→ Work item:
Work out how many lines in the data hold the word "this", and reply with that number only.

BEGIN Raw data

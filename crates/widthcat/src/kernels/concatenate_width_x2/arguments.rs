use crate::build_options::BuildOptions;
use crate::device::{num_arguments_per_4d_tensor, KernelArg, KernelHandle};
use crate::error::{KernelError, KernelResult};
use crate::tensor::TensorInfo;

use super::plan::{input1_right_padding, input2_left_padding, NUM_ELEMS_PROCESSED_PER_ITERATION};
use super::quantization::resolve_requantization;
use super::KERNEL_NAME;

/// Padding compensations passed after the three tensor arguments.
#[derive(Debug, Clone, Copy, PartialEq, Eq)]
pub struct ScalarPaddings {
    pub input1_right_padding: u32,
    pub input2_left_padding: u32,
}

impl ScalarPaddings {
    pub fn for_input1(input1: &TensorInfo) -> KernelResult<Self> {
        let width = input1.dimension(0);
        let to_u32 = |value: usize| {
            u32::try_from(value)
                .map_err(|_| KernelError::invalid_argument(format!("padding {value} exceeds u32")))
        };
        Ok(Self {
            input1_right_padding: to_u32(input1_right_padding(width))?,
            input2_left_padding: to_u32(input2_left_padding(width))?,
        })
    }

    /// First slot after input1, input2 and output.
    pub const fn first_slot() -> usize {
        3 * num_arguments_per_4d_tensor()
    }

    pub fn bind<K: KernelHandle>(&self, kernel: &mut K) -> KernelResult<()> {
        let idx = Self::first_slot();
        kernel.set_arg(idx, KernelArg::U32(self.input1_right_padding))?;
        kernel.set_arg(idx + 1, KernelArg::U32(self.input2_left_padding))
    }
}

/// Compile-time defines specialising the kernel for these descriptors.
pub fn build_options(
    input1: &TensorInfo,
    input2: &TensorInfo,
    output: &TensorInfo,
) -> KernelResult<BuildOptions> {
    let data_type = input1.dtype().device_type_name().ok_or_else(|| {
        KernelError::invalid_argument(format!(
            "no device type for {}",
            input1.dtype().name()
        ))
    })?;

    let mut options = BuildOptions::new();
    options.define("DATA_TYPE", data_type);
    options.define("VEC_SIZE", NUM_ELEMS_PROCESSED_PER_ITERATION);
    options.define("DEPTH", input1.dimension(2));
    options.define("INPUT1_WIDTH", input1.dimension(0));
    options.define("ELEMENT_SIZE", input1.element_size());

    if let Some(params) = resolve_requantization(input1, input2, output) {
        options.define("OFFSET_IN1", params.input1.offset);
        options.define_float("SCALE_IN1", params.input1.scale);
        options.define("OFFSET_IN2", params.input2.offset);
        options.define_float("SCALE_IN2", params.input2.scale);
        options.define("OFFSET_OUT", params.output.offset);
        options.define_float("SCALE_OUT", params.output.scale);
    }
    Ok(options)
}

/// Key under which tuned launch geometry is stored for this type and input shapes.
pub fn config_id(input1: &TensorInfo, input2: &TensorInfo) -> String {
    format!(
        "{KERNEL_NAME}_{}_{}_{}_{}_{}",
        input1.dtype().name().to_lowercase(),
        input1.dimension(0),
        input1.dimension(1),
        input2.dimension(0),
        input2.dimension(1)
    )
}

END Raw data
BEGIN Raw data

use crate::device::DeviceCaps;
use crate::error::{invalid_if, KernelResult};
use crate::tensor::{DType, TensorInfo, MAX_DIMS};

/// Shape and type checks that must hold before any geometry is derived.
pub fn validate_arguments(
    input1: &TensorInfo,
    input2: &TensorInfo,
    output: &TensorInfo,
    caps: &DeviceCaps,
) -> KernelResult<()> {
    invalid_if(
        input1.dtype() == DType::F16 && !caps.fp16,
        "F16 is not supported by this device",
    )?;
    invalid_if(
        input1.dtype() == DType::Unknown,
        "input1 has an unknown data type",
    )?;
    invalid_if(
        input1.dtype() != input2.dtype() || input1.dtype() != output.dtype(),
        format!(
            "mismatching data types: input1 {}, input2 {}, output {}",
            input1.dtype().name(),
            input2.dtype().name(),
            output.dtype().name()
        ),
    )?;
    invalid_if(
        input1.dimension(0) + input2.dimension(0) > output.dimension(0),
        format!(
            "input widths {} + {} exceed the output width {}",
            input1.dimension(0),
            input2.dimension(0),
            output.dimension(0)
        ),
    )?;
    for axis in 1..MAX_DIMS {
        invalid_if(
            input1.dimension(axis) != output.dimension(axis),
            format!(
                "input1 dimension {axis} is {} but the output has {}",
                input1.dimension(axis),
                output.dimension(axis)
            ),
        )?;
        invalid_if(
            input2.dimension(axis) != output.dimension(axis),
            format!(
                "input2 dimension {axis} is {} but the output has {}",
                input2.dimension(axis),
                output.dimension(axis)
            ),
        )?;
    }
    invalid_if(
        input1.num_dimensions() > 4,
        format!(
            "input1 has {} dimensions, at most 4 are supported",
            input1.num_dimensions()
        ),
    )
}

END Raw data

→ Written response:
2